Subject Category: Quantum physics

Sandu Popescu^{1}

This is an important article - here are some excerpts:

"That nature is non-local, in the sense of so-called Bell-inequality violations, is by now well known. That is, quantum physics allows correlations between distant particles that are stronger than allowed classically: for classical systems to show such correlations they would need to communicate faster than light. Understanding this kind of non-locality and using it is one of the greatest achievements of quantum information science. The non-locality discovered in the AB effect, however, is completely different. Bell-inequality violations follow from the Hilbert-space structure of quantum mechanics; they are purely kinematic. On the other hand, the AB type of non-locality is dynamic — it is the non-locality of the quantum equations of motion."

How quantum wave interference is qualitatively different from classical wave interference:

"Let us first consider waves on water, with the two-slit screen being a dam with two openings in front of the beach. Two observers on the dam, one next to each opening, could both observe and record the phase of the wave, by simply measuring how high the water is as a function of time. They could then find the relative phase by calculating the difference of the phases. So not only can the relative phase be observed, but the individual phases as well.

On the other hand, quantum mechanically *α*_{1} and *α*_{2} cannot be observed. Indeed, quantum mechanically an overall phase is unobservable."

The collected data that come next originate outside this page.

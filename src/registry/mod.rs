//! Database Registry
//!
//! Maps logical database names to open engine handles.
//!
//! ## Responsibilities
//! - Get-or-open: open a database on first access, cache the handle
//! - At most one open handle per name for the life of the registry
//! - Warm up from disk at startup (see `scan`)
//!
//! ## Open Policy
//! Callers that miss the cache serialize on a per-name open token, so an
//! engine is opened once per name while opens of different names proceed in
//! parallel. No map lock is held across an engine open. The final insert goes
//! through the map's entry API; a handle that finds the slot already taken
//! (for example by `adopt` during an open) is closed and discarded in favour
//! of the retained one.

mod scan;

use std::path::{Path, PathBuf};
use std::sync::Arc;

use dashmap::mapref::entry::Entry;
use dashmap::DashMap;
use parking_lot::Mutex;

use crate::config::Config;
use crate::engine::{Dispatcher, EngineHandle, EngineOpener};
use crate::error::{HubError, Result};

pub use scan::ScanReport;

/// Concurrency-safe name → engine handle map
pub struct Registry {
    /// Storage root; database `n` lives in `{storage_dir}/n`
    storage_dir: PathBuf,

    /// Opens handles for missing databases
    opener: Arc<dyn EngineOpener>,

    /// Retained handles. Entries are never replaced or removed.
    databases: DashMap<String, EngineHandle>,

    /// Per-name open tokens, held only by callers that missed `databases`.
    /// The last holder removes the token.
    opening: DashMap<String, Arc<Mutex<()>>>,

    /// Worker threads used by `load_existing`
    scan_workers: usize,
}

impl Registry {
    /// Create an empty registry using the engine named in `config`
    ///
    /// Fails with `UnsupportedEngine` if the identifier is unknown.
    pub fn new(config: &Config) -> Result<Self> {
        let dispatcher = Dispatcher::new(&config.engine, config.engine_options())?;

        Ok(Self::with_opener(&config.storage_dir, Arc::new(dispatcher))
            .with_scan_workers(config.scan_workers))
    }

    /// Create an empty registry around an arbitrary opener
    pub fn with_opener(storage_dir: impl Into<PathBuf>, opener: Arc<dyn EngineOpener>) -> Self {
        Self {
            storage_dir: storage_dir.into(),
            opener,
            databases: DashMap::new(),
            opening: DashMap::new(),
            scan_workers: 1,
        }
    }

    /// Set the number of startup scan workers (at least one is used)
    pub fn with_scan_workers(mut self, workers: usize) -> Self {
        self.scan_workers = workers.max(1);
        self
    }

    /// Create the registry and run the startup scan
    pub fn open(config: &Config) -> Result<(Self, ScanReport)> {
        let registry = Self::new(config)?;
        let report = registry.load_existing()?;
        Ok((registry, report))
    }

    /// Return the handle for `name`, opening the database on first access
    ///
    /// On open failure nothing is cached and the error is returned as
    /// `OpenFailure`; a later call tries again.
    pub fn get_or_open(&self, name: &str) -> Result<EngineHandle> {
        validate_name(name)?;

        if let Some(handle) = self.get(name) {
            return Ok(handle);
        }

        let token = Arc::clone(self.opening.entry(name.to_string()).or_default().value());
        let result = {
            let _guard = token.lock();
            self.open_exclusive(name)
        };

        // Tokens are only cloned under the map's shard lock, so a count of
        // one means no other caller holds or is waiting on this token.
        drop(token);
        self.opening.remove_if(name, |_, t| Arc::strong_count(t) == 1);

        result
    }

    /// Open `name` while holding its open token
    fn open_exclusive(&self, name: &str) -> Result<EngineHandle> {
        // Another caller may have finished the open while we waited
        if let Some(handle) = self.get(name) {
            return Ok(handle);
        }

        let path = self.storage_dir.join(name);
        let handle = self.opener.open(&path).map_err(|source| {
            tracing::warn!(
                name = %name,
                path = %path.display(),
                error = %source,
                "failed to open database"
            );
            HubError::OpenFailure {
                name: name.to_string(),
                path: path.clone(),
                source: Box::new(source),
            }
        })?;

        Ok(self.retain(name, handle))
    }

    /// Register a handle opened outside the registry
    ///
    /// If `name` is already open, `handle` is closed and the retained handle
    /// is returned instead.
    pub fn adopt(&self, name: &str, handle: EngineHandle) -> Result<EngineHandle> {
        validate_name(name)?;
        Ok(self.retain(name, handle))
    }

    /// Store a freshly opened handle unless one is already retained
    fn retain(&self, name: &str, handle: EngineHandle) -> EngineHandle {
        match self.databases.entry(name.to_string()) {
            Entry::Occupied(existing) => {
                let winner = Arc::clone(existing.get());
                drop(existing);

                tracing::warn!(name = %name, "database already open, closing duplicate handle");
                if let Err(e) = handle.close() {
                    tracing::warn!(name = %name, error = %e, "failed to close duplicate handle");
                }
                winner
            }
            Entry::Vacant(slot) => {
                tracing::info!(
                    name = %name,
                    engine = self.opener.name(),
                    path = %handle.path().display(),
                    "database opened"
                );
                Arc::clone(slot.insert(handle).value())
            }
        }
    }

    /// The handle for `name` if it is already open
    pub fn get(&self, name: &str) -> Option<EngineHandle> {
        self.databases.get(name).map(|entry| Arc::clone(entry.value()))
    }

    pub fn contains(&self, name: &str) -> bool {
        self.databases.contains_key(name)
    }

    /// Names of all open databases, sorted
    pub fn names(&self) -> Vec<String> {
        let mut names: Vec<String> = self.databases.iter().map(|e| e.key().clone()).collect();
        names.sort();
        names
    }

    pub fn len(&self) -> usize {
        self.databases.len()
    }

    pub fn is_empty(&self) -> bool {
        self.databases.is_empty()
    }

    /// Names with an open in progress
    pub fn pending_opens(&self) -> usize {
        self.opening.len()
    }

    pub fn storage_dir(&self) -> &Path {
        &self.storage_dir
    }

    /// Name of the engine every database is opened with
    pub fn engine_name(&self) -> &str {
        self.opener.name()
    }

    /// Sync every open handle. Entries stay open.
    ///
    /// Every handle is attempted; the first error is returned.
    pub fn sync_all(&self) -> Result<()> {
        let handles: Vec<(String, EngineHandle)> = self
            .databases
            .iter()
            .map(|e| (e.key().clone(), Arc::clone(e.value())))
            .collect();

        let mut first_error = None;
        for (name, handle) in handles {
            if let Err(e) = handle.sync() {
                tracing::warn!(name = %name, error = %e, "failed to sync database");
                first_error.get_or_insert(e);
            }
        }

        match first_error {
            Some(e) => Err(e),
            None => Ok(()),
        }
    }
}

/// A database name is a single, non-empty path component
fn validate_name(name: &str) -> Result<()> {
    let invalid = name.is_empty()
        || name == "."
        || name == ".."
        || name.contains(|c| c == '/' || c == '\\' || c == '\0');

    if invalid {
        return Err(HubError::InvalidName(name.to_string()));
    }
    Ok(())
}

Enter quantum dynamical nonlocality in the relative phase shift operator:

"We thus arrive at a first significant conclusion: the information about the interference is contained in the average of the shift operator, not in the averages of any power of position or momentum. It is therefore this operator that is the relevant one. Without a better understanding of its properties we have no way of actually understanding quantum interference.

To summarize, quantum interference is not the benign phenomenon that it is generally considered to be. It is fundamentally different from classical interference. The relevant observables are non-local and they obey non-local equations of motion.

...

The implications are dramatic. On the one hand, the analysis described here sheds new light on the mystery of interference, to the extent that it should change the whole discourse. Rather than focusing on what happens at the screen — wavefunction collapse and so on — one should go back and revisit the notion that an electron, while passing through one slit, cannot know what happens to the slit not taken. It certainly can know, if the physics is non-local. But the implications do not stop here, at the subject of 'interpretations of quantum mechanics'. It is much more than that.

The entire quantum evolution is subject to dynamical non-locality, so we should be able to see its consequences in various quantum effects, regardless of their interpretation. ...

Conceptually however we are almost there. That non-local interactions exist and do not conflict with causality is only possible under the umbrella of quantum uncertainties. This, if we turn the table around, may give a whole new meaning to the reasons that uncertainties exist in the first place — so that nature may be non-local."

Popescu's theory is consistent with Bohm's ontological theory. The former may be easier to make special relativistic than the latter.